(Saved entries)
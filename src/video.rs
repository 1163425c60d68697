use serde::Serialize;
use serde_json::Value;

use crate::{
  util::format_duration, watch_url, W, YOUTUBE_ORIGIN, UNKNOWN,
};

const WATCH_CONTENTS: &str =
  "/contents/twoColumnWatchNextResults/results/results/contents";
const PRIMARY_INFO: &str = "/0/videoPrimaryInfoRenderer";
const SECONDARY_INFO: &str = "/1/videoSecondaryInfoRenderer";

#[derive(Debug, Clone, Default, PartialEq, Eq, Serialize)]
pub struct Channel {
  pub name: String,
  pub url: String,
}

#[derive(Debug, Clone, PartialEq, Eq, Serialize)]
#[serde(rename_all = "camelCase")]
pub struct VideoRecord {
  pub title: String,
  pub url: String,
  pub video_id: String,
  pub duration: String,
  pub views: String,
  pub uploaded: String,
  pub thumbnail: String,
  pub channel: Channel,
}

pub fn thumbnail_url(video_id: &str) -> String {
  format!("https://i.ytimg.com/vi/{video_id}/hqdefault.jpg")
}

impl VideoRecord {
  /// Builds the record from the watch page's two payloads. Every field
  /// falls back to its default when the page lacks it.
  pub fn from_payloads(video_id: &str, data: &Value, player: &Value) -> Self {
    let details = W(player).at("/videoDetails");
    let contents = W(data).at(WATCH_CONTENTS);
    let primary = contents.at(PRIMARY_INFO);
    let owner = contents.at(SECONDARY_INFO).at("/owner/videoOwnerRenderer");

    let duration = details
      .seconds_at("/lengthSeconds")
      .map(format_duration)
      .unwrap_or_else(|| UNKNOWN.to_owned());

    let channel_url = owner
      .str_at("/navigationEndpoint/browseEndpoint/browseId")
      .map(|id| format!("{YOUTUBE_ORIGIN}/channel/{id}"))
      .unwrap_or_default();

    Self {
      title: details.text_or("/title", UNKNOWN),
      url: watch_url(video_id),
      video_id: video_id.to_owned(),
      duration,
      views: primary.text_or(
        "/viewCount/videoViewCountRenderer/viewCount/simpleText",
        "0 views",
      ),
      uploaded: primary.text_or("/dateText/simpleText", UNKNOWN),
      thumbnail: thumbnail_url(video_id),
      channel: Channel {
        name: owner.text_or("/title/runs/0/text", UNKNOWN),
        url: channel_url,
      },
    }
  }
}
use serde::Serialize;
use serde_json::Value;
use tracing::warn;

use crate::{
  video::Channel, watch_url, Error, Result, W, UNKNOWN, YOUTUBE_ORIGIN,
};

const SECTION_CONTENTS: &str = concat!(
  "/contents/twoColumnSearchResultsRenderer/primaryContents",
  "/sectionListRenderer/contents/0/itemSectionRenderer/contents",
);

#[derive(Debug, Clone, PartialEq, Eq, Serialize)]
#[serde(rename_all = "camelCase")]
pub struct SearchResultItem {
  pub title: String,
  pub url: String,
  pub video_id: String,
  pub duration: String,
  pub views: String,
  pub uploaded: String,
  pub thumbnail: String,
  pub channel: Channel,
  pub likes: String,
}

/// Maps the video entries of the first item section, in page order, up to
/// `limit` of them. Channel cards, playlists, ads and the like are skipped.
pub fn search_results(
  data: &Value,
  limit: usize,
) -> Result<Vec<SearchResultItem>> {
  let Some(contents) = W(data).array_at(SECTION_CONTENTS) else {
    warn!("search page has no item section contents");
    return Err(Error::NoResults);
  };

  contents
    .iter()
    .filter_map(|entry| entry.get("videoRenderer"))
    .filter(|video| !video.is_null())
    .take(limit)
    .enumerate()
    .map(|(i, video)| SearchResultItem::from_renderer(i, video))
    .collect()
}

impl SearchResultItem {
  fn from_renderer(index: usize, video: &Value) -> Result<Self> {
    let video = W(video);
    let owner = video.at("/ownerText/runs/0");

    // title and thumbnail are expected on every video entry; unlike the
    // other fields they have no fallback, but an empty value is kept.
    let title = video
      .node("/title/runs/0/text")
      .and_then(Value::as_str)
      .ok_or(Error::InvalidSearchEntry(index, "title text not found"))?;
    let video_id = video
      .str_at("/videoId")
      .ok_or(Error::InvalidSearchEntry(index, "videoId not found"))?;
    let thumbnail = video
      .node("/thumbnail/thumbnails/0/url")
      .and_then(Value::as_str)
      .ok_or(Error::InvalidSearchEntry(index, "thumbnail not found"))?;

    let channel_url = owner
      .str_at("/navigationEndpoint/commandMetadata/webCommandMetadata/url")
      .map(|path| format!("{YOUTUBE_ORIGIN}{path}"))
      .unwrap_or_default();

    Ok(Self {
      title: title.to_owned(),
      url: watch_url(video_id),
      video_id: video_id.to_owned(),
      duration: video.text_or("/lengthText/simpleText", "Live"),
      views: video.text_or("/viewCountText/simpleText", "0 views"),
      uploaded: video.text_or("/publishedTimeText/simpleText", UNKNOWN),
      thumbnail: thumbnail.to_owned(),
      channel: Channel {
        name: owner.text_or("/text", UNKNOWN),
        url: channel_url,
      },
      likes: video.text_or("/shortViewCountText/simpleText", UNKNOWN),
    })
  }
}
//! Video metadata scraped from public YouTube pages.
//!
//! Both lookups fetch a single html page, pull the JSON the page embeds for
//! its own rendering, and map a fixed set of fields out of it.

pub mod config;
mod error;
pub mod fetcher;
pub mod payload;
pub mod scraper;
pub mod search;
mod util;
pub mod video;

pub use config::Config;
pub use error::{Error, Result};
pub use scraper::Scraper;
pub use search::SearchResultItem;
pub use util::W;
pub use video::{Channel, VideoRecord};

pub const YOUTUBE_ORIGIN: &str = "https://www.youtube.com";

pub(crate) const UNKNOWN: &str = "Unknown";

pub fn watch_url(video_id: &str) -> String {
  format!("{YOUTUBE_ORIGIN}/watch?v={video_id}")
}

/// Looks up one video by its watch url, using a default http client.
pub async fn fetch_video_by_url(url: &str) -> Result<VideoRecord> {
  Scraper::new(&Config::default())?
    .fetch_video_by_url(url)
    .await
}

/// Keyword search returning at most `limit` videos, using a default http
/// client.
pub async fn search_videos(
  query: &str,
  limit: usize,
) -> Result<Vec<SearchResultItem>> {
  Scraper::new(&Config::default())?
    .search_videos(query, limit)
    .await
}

→ **What you are asked to do**
If a line of the data contains the word "views", it should be counted; state the total and nothing more.

→ **Exercise answer**
5